STF afasta preclusão e determina análise de ANPP pelo Ministério Público
O Supremo Tribunal Federal decidiu que a possibilidade de celebração de acordo de não persecução penal (ANPP) deve ser analisada pelo Ministério Público mesmo em processos já em andamento, desde que ainda não tenha ocorrido o trânsito em julgado da ação penal.
A decisão foi proferida pelo ministro Cristiano Zanin no julgamento do Habeas Corpus 264.970, no qual se discutia se a defesa poderia pleitear a aplicação do acordo mesmo após fases processuais anteriores em que o tema não havia sido levantado.
Entenda o caso
O paciente havia sido condenado pelo crime de corrupção passiva (art. 317 do Código Penal) à pena de 2 anos, 8 meses e 20 dias de reclusão, em regime inicial semiaberto.
A pena foi posteriormente convertida em duas restritivas de direitos, consistentes em:
- prestação pecuniária equivalente a cinco salários mínimos;
- prestação de serviços à comunidade.
Além disso, foi decretada a perda da função pública.
Durante a tramitação do processo, a defesa buscou a possibilidade de celebração do acordo de não persecução penal, argumento que acabou sendo rejeitado pelo Superior Tribunal de Justiça.
Entendimento adotado pelo STJ
Ao analisar o caso, a Quinta Turma do STJ concluiu que a discussão sobre o ANPP configurava inovação recursal, pois não havia sido apresentada nas fases processuais anteriores.
Com base nisso, o tribunal entendeu que havia ocorrido preclusão consumativa, impedindo a análise do tema em embargos de declaração.
Segundo o acórdão, os embargos de declaração não poderiam ser utilizados para rediscutir o mérito da decisão ou apresentar tese jurídica inédita que não tivesse sido levantada anteriormente.
Argumentos apresentados no habeas corpus
No habeas corpus apresentado ao Supremo Tribunal Federal, a defesa sustentou que a interpretação adotada pelo STJ gerou constrangimento ilegal, pois impediria a aplicação de um benefício de natureza material.
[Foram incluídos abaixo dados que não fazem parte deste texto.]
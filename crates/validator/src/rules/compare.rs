//! Size and comparison rules against a literal parameter.

use std::cmp::Ordering;

use crate::context::FieldContext;
use crate::error::RuleConfigError;
use crate::value::Value;

/// Orders the value against the parameter.
///
/// Strings, sequences and maps compare their length, numbers their value.
/// Returns `None` for nil and for NaN, which fail every comparison.
fn order(ctx: &FieldContext<'_>) -> Result<Option<Ordering>, RuleConfigError> {
    let value = ctx.value();
    let ordering = match value {
        Value::Nil => return Ok(None),
        Value::Str(_) | Value::Seq(_) | Value::Map(_) => {
            let len = value.len().unwrap_or_default();
            len.cmp(&ctx.param_as::<usize>()?)
        }
        Value::Int(i) => i.cmp(&ctx.param_as::<i64>()?),
        Value::Uint(u) => u.cmp(&ctx.param_as::<u64>()?),
        Value::Float(f) => match f.partial_cmp(&ctx.param_as::<f64>()?) {
            Some(ordering) => ordering,
            None => return Ok(None),
        },
        other => return Err(RuleConfigError::unsupported_kind(other.kind())),
    };
    Ok(Some(ordering))
}

pub(super) fn len(ctx: &FieldContext<'_>) -> Result<bool, RuleConfigError> {
    Ok(order(ctx)? == Some(Ordering::Equal))
}

pub(super) fn min(ctx: &FieldContext<'_>) -> Result<bool, RuleConfigError> {
    Ok(order(ctx)?.is_some_and(Ordering::is_ge))
}

pub(super) fn max(ctx: &FieldContext<'_>) -> Result<bool, RuleConfigError> {
    Ok(order(ctx)?.is_some_and(Ordering::is_le))
}

pub(super) fn gt(ctx: &FieldContext<'_>) -> Result<bool, RuleConfigError> {
    Ok(order(ctx)?.is_some_and(Ordering::is_gt))
}

pub(super) fn gte(ctx: &FieldContext<'_>) -> Result<bool, RuleConfigError> {
    min(ctx)
}

pub(super) fn lt(ctx: &FieldContext<'_>) -> Result<bool, RuleConfigError> {
    Ok(order(ctx)?.is_some_and(Ordering::is_lt))
}

pub(super) fn lte(ctx: &FieldContext<'_>) -> Result<bool, RuleConfigError> {
    max(ctx)
}

/// Strings compare by content, collections by length, scalars by value.
pub(super) fn eq(ctx: &FieldContext<'_>) -> Result<bool, RuleConfigError> {
    match ctx.value() {
        Value::Str(s) => Ok(s == ctx.param()),
        Value::Bool(b) => Ok(*b == ctx.param_as::<bool>()?),
        _ => len(ctx),
    }
}

pub(super) fn ne(ctx: &FieldContext<'_>) -> Result<bool, RuleConfigError> {
    eq(ctx).map(|equal| !equal)
}

/// Value is one of the space-separated parameter words.
///
/// Words may be wrapped in single quotes to include spaces: `oneof='a b' c`.
pub(super) fn one_of(ctx: &FieldContext<'_>) -> Result<bool, RuleConfigError> {
    let words = split_words(ctx.param());
    match ctx.value() {
        Value::Nil => Ok(false),
        Value::Str(s) => Ok(words.iter().any(|w| w == s)),
        Value::Int(i) => any_parsed(&words, |w: i64| w == *i),
        Value::Uint(u) => any_parsed(&words, |w: u64| w == *u),
        other => Err(RuleConfigError::unsupported_kind(other.kind())),
    }
}

fn any_parsed<T: std::str::FromStr>(
    words: &[String],
    matches: impl Fn(T) -> bool,
) -> Result<bool, RuleConfigError> {
    for word in words {
        let parsed = word
            .parse::<T>()
            .map_err(|_| RuleConfigError::invalid_param(word, std::any::type_name::<T>()))?;
        if matches(parsed) {
            return Ok(true);
        }
    }
    Ok(false)
}

/// Splits on whitespace, keeping single-quoted runs together.
pub(crate) fn split_words(param: &str) -> Vec<String> {
    let mut words = Vec::new();
    let mut current = String::new();
    let mut quoted = false;
    let mut pending = false;

    for c in param.chars() {
        match c {
            '\'' => {
                quoted = !quoted;
                pending = true;
            }
            c if c.is_whitespace() && !quoted => {
                if pending {
                    words.push(std::mem::take(&mut current));
                    pending = false;
                }
            }
            c => {
                current.push(c);
                pending = true;
            }
        }
    }
    if pending {
        words.push(current);
    }
    words
}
A argumentação destacou que o ANPP possui caráter de ordem pública e que a possibilidade de sua aplicação retroativa decorre da garantia constitucional prevista no art. 5º, XL, da Constituição Federal.
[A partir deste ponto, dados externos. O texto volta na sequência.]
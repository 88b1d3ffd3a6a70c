//! Named rules and aliases.
//!
//! The registry maps rule names to predicates and alias names to the rule
//! strings they expand to. Rules and aliases share one namespace, and names
//! are bound once: registering a name twice fails with
//! [`Error::DuplicateRule`], even if the predicate is the same closure.

use std::collections::HashMap;
use std::fmt;
use std::sync::Arc;

use crate::context::FieldContext;
use crate::error::{Error, RuleConfigError};

/// Signature of a field rule predicate.
pub type RuleFn = dyn Fn(&FieldContext<'_>) -> Result<bool, RuleConfigError> + Send + Sync;

/// Words with structural meaning in a rule string.
pub const MARKERS: &[&str] = &[
    "dive",
    "keys",
    "endkeys",
    "omitempty",
    "structonly",
    "nostructlevel",
    "-",
];

/// Returns `true` if `name` is one of the [`MARKERS`].
#[must_use]
pub fn is_marker(name: &str) -> bool {
    MARKERS.contains(&name)
}

// ============================================================================
// RULE
// ============================================================================

/// Where a rule came from.
#[derive(Debug, Clone, Copy, PartialEq, Eq, Hash)]
pub enum RuleOrigin {
    /// Registered by [`Engine::new`](crate::Engine::new).
    Builtin,
    /// Registered by the caller.
    Custom,
}

/// A registered field rule.
#[derive(Clone)]
pub struct Rule {
    name: Arc<str>,
    origin: RuleOrigin,
    func: Arc<RuleFn>,
}

impl Rule {
    pub(crate) fn new(name: &str, origin: RuleOrigin, func: Arc<RuleFn>) -> Self {
        Self {
            name: Arc::from(name),
            origin,
            func,
        }
    }

    /// Rule name.
    #[must_use]
    pub fn name(&self) -> &str {
        &self.name
    }

    /// Where the rule came from.
    #[must_use]
    pub fn origin(&self) -> RuleOrigin {
        self.origin
    }

    /// Runs the predicate.
    pub fn check(&self, ctx: &FieldContext<'_>) -> Result<bool, RuleConfigError> {
        (self.func)(ctx)
    }
}

impl fmt::Debug for Rule {
    fn fmt(&self, f: &mut fmt::Formatter<'_>) -> fmt::Result {
        f.debug_struct("Rule")
            .field("name", &self.name)
            .field("origin", &self.origin)
            .field("func", &"<function>")
            .finish()
    }
}

// ============================================================================
// REGISTRY
// ============================================================================

/// Rule and alias tables.
#[derive(Debug, Default, Clone)]
pub struct RuleRegistry {
    rules: HashMap<String, Rule>,
    aliases: HashMap<String, String>,
}

impl RuleRegistry {
    /// Creates an empty registry.
    #[must_use]
    pub fn new() -> Self {
        Self::default()
    }

    /// Creates a registry holding every built-in rule.
    #[must_use]
    pub fn with_builtins() -> Self {
        let mut registry = Self::new();
        for (name, func) in crate::rules::BUILTINS {
            registry
                .rules
                .insert((*name).to_owned(), Rule::new(name, RuleOrigin::Builtin, Arc::new(*func)));
        }
        registry
    }

    /// Binds a rule name.
    pub fn register(&mut self, name: &str, func: Arc<RuleFn>) -> Result<(), Error> {
        self.check_available(name)?;
        self.rules
            .insert(name.to_owned(), Rule::new(name, RuleOrigin::Custom, func));
        Ok(())
    }

    /// Binds an alias, rejecting cycles and runaway nesting.
    pub fn register_alias(
        &mut self,
        name: &str,
        expansion: &str,
        max_depth: usize,
    ) -> Result<(), Error> {
        self.check_available(name)?;
        if expansion.trim().is_empty() {
            return Err(Error::InvalidAlias {
                name: name.to_owned(),
                reason: "expansion is empty".into(),
            });
        }

        let mut stack = vec![name.to_owned()];
        self.check_expansion(name, expansion, &mut stack, max_depth)?;
        self.aliases.insert(name.to_owned(), expansion.to_owned());
        Ok(())
    }

    fn check_expansion(
        &self,
        alias: &str,
        expansion: &str,
        stack: &mut Vec<String>,
        max_depth: usize,
    ) -> Result<(), Error> {
        // The alias being registered is not counted.
        if stack.len() - 1 > max_depth {
            return Err(Error::InvalidAlias {
                name: alias.to_owned(),
                reason: format!("expansion nests deeper than {max_depth} aliases"),
            });
        }
        for item in expansion.split([',', '|']) {
            let rule = item.split_once('=').map_or(item, |(name, _)| name);
            if stack.iter().any(|seen| seen == rule) {
                stack.push(rule.to_owned());
                return Err(Error::InvalidAlias {
                    name: alias.to_owned(),
                    reason: format!("alias cycle: {}", stack.join(" -> ")),
                });
            }
            if let Some(nested) = self.aliases.get(rule) {
                stack.push(rule.to_owned());
                self.check_expansion(alias, nested, stack, max_depth)?;
                stack.pop();
            }
        }
        Ok(())
    }

    fn check_available(&self, name: &str) -> Result<(), Error> {
        let malformed = name.is_empty()
            || is_marker(name)
            || name.contains([',', '|', '='])
            || name.chars().any(char::is_whitespace);
        if malformed {
            return Err(Error::InvalidRuleName {
                name: name.to_owned(),
            });
        }
        if self.rules.contains_key(name) || self.aliases.contains_key(name) {
            return Err(Error::DuplicateRule {
                name: name.to_owned(),
            });
        }
        Ok(())
    }

    /// Looks up a rule by name.
    pub fn lookup(&self, name: &str) -> Option<&Rule> {
        self.rules.get(name)
    }

    /// Returns the expansion of an alias.
    #[must_use]
    pub fn alias(&self, name: &str) -> Option<&str> {
        self.aliases.get(name).map(String::as_str)
    }

    /// Returns `true` if `name` is bound to a rule or alias.
    #[must_use]
    pub fn contains(&self, name: &str) -> bool {
        self.rules.contains_key(name) || self.aliases.contains_key(name)
    }

    /// Sorted names of all rules.
    #[must_use]
    pub fn rule_names(&self) -> Vec<&str> {
        let mut names: Vec<&str> = self.rules.keys().map(String::as_str).collect();
        names.sort_unstable();
        names
    }
}

#[cfg(test)]
mod tests {
    use super::*;

    fn always(_: &FieldContext<'_>) -> Result<bool, RuleConfigError> {
        Ok(true)
    }

    #[test]
    fn builtins_are_present() {
        let registry = RuleRegistry::with_builtins();
        for name in ["required", "min", "max", "email", "numeric", "eqfield", "eqcsfield", "gt"] {
            let rule = registry.lookup(name).unwrap();
            assert_eq!(rule.origin(), RuleOrigin::Builtin);
        }
        assert!(registry.lookup("dive").is_none());
    }

    #[test]
    fn duplicate_registration_fails() {
        let mut registry = RuleRegistry::with_builtins();
        registry.register("username", Arc::new(always)).unwrap();

        assert!(matches!(
            registry.register("username", Arc::new(always)),
            Err(Error::DuplicateRule { .. })
        ));
        assert!(matches!(
            registry.register("required", Arc::new(always)),
            Err(Error::DuplicateRule { .. })
        ));
        assert!(matches!(
            registry.register_alias("username", "required", 8),
            Err(Error::DuplicateRule { .. })
        ));
    }

    #[test]
    fn reserved_names_are_rejected() {
        let mut registry = RuleRegistry::new();
        for name in ["", "dive", "keys", "-", "a,b", "a|b", "a=b", "a b"] {
            assert!(
                matches!(
                    registry.register(name, Arc::new(always)),
                    Err(Error::InvalidRuleName { .. })
                ),
                "{name:?} should be rejected"
            );
        }
    }

    #[test]
    fn alias_cycles_are_rejected() {
        let mut registry = RuleRegistry::with_builtins();
        registry.register_alias("a", "required,b", 8).unwrap();
        let err = registry.register_alias("b", "min=1|a", 8).unwrap_err();
        match err {
            Error::InvalidAlias { name, reason } => {
                assert_eq!(name, "b");
                assert!(reason.contains("b -> a -> b"), "{reason}");
            }
            other => panic!("unexpected error: {other:?}"),
        }
        assert!(registry.alias("b").is_none());
    }

    #[test]
    fn self_referencing_alias_is_rejected() {
        let mut registry = RuleRegistry::with_builtins();
        assert!(matches!(
            registry.register_alias("loop", "required,loop", 8),
            Err(Error::InvalidAlias { .. })
        ));
    }

    #[test]
    fn alias_depth_is_bounded() {
        let mut registry = RuleRegistry::with_builtins();
        registry.register_alias("a1", "required", 1).unwrap();
        registry.register_alias("a2", "a1", 1).unwrap();
        assert!(matches!(
            registry.register_alias("a3", "a2", 1),
            Err(Error::InvalidAlias { .. })
        ));
    }

    #[test]
    fn zero_depth_allows_only_flat_aliases() {
        let mut registry = RuleRegistry::with_builtins();
        registry.register_alias("varchar", "required,max=255", 0).unwrap();
        assert!(matches!(
            registry.register_alias("name", "varchar", 0),
            Err(Error::InvalidAlias { .. })
        ));
    }

    #[test]
    fn empty_alias_is_rejected() {
        let mut registry = RuleRegistry::with_builtins();
        assert!(matches!(
            registry.register_alias("blank", " ", 8),
            Err(Error::InvalidAlias { .. })
        ));
    }
}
Também foi sustentado que, conforme precedentes do próprio STF, o pedido de acordo poderia ser formulado até o trânsito em julgado da ação penal, desde que não houvesse abuso no uso de recursos processuais.
Tese do STF sobre o acordo de não persecução penal
Ao analisar o caso, o ministro Cristiano Zanin destacou a tese fixada pelo Plenário do STF no julgamento do HC 185.913/DF.
Nesse precedente, o Supremo estabeleceu que:
- compete ao Ministério Público avaliar, de forma fundamentada, o cabimento do ANPP;
- o acordo pode ser aplicado inclusive em processos penais em andamento quando da entrada em vigor da Lei 13.964/2019;
- o Ministério Público deve se manifestar, de ofício, sobre a possibilidade do acordo quando o processo ainda estiver em curso.
Decisão do STF
Com base nesses fundamentos, o ministro concluiu que, no caso analisado, a ação penal ainda estava em andamento quando foi fixada a tese pelo Supremo.
Por essa razão, o Ministério Público deveria ter se manifestado sobre a possibilidade de celebração do acordo, mesmo que não houvesse pedido expresso da defesa naquele momento.
Diante disso, o relator concedeu a ordem de habeas corpus para determinar que o Ministério Público competente analise, no caso concreto, a presença dos requisitos previstos no art. 28-A do Código de Processo Penal, manifestando-se de forma fundamentada sobre o cabimento ou não do acordo.
A decisão também estabeleceu que essa análise deverá ocorrer na instância em que o processo se encontra atualmente.
Impacto da decisão
O julgamento reforça a interpretação do STF de que o acordo de não persecução penal pode ser analisado mesmo em processos já em curso, desde que ainda não tenha ocorrido o trânsito em julgado.
Além disso, a decisão destaca que o dever de avaliar o cabimento do ANPP é atribuição do Ministério Público, que deve agir de forma motivada, inclusive de ofício, sempre que presentes os requisitos legais.